In the end, sophomore student Breelynn Wilson came up with the most feasible sculpture. His design, “Ascending Throne,” is the combination of two stacked chairs that have the illusion of three chairs depending on the viewer’s angle. The sculpture is a physical depiction of the human need to be on top. The cost to maintain a high status can be great; the floating chair is a reminder of vulnerability, even at the pinnacle.

“It was fun but it was a lot of hard work,” Wilson said. “It’s very exciting to have that up. It definitely has inspired me. … To have this out in front of people for them to see is amazing.”

It required long days of welding and painting the rainbow panels during the weeks after school was out, but it was valuable professional exposure for Wilson.

“In terms of making a professional piece … knowing how to follow through with that vision is what I was helping guide Breelynn with,” Gillespie said.

May was the sixth Suwanee SculpTour event. Since 2011, the SculpTour program has brought more than 79 sculptures to a walkable one-mile area of downtown Suwanee, in addition to the 11 of the 18 pieces in the city’s permanent collection. According to a press release for the event, the tour’s goal is to enliven Town Center, attract visitors and stimulate interest in Suwanee’s public art program. SculpTour adds to the sense of dynamism, energy, rhythm, and ritual in the city.

“Art, in the public realm for the whole of the community, is an integral piece of our city’s personality,” Suwanee City Council member Linnea Miller said. “It’s not enough to simply create a ‘place.’ That place has to come alive – through art, events, activities, and just making things fun. People need a reason to keep coming back and connecting.”

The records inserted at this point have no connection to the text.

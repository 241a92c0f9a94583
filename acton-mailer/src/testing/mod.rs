//! Testing utilities for acton-mailer applications
//!
//! Deterministic doubles for the dispatcher's collaborators:
//! - [`ScriptedSession`] - a transport session driven step by step through its [`SessionProbe`]
//! - [`StaticBuilder`] - a message builder with canned results
//! - [`RecordingSink`] - an error sink that keeps what it receives
//!
//! # Example
//!
//! ```rust
//! use acton_mailer::dispatch::Mailer;
//! use acton_mailer::message::{Email, OutgoingMail};
//! use acton_mailer::testing::{ScriptedSession, SessionCall, StaticBuilder};
//! use acton_mailer::transport::SessionEvent;
//!
//! # #[tokio::main(flavor = "current_thread")]
//! # async fn main() {
//! let (session, mut probe) = ScriptedSession::new();
//! let mailer = Mailer::builder(StaticBuilder::new(), session).spawn();
//!
//! let email = Email::new().from("a@example.com").to("b@example.com");
//! let _delivery = mailer.send(OutgoingMail::pre_encrypted(email));
//!
//! assert_eq!(probe.next_call().await, Some(SessionCall::Connect));
//! probe.emit(SessionEvent::Idle);
//! # }
//! ```

mod builder;
mod session;
mod sink;

pub use builder::StaticBuilder;
pub use session::{ScriptedSession, SessionCall, SessionProbe};
pub use sink::RecordingSink;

Each round of SculpTour lasts approximately 22 months. There are 14 new sculptures from this year’s event. Many have been welded and weigh hundreds of pounds, such as the red, steel frame of a raven titled “Apollos Scorn,” one of several pieces from returning artist Todd Frahm. “Kinetic Flower Sculpture” is a piece by returning artist Al Garnto. The top, central piece of this sculpture spins by harnessing the wind’s energy.

Most of the artist’s sculptures are made from recycled materials found in sawmills, machine shops, construction sites, dumpsters and old barns. This piece is fabricated of carbon steel, stands 12 feet tall, and weighs 300 pounds.

In 2015, Suwanee partnered with an urban designer and planner to facilitate the development of a public art plan. The charge for the plan was to set a vision and develop a 10-year strategy that would help take public art in Suwanee to the next level. The resulting plan reflected not only the city’s spirit, but also how public space is perceived and used in Suwanee, and how public art can be an essential part.

“Art is not just about culture or playing a key role in revitalization, it is about the fact that we can use art as the glue, the magnet, the anchor that brings a community together,” said Joe Bankoff, former president and CEO of Woodruff Arts Center. “In today’s world, art equates to good jobs, a creative workforce, and an attractive environment. It’s not just about building the arts, it’s about building the community.”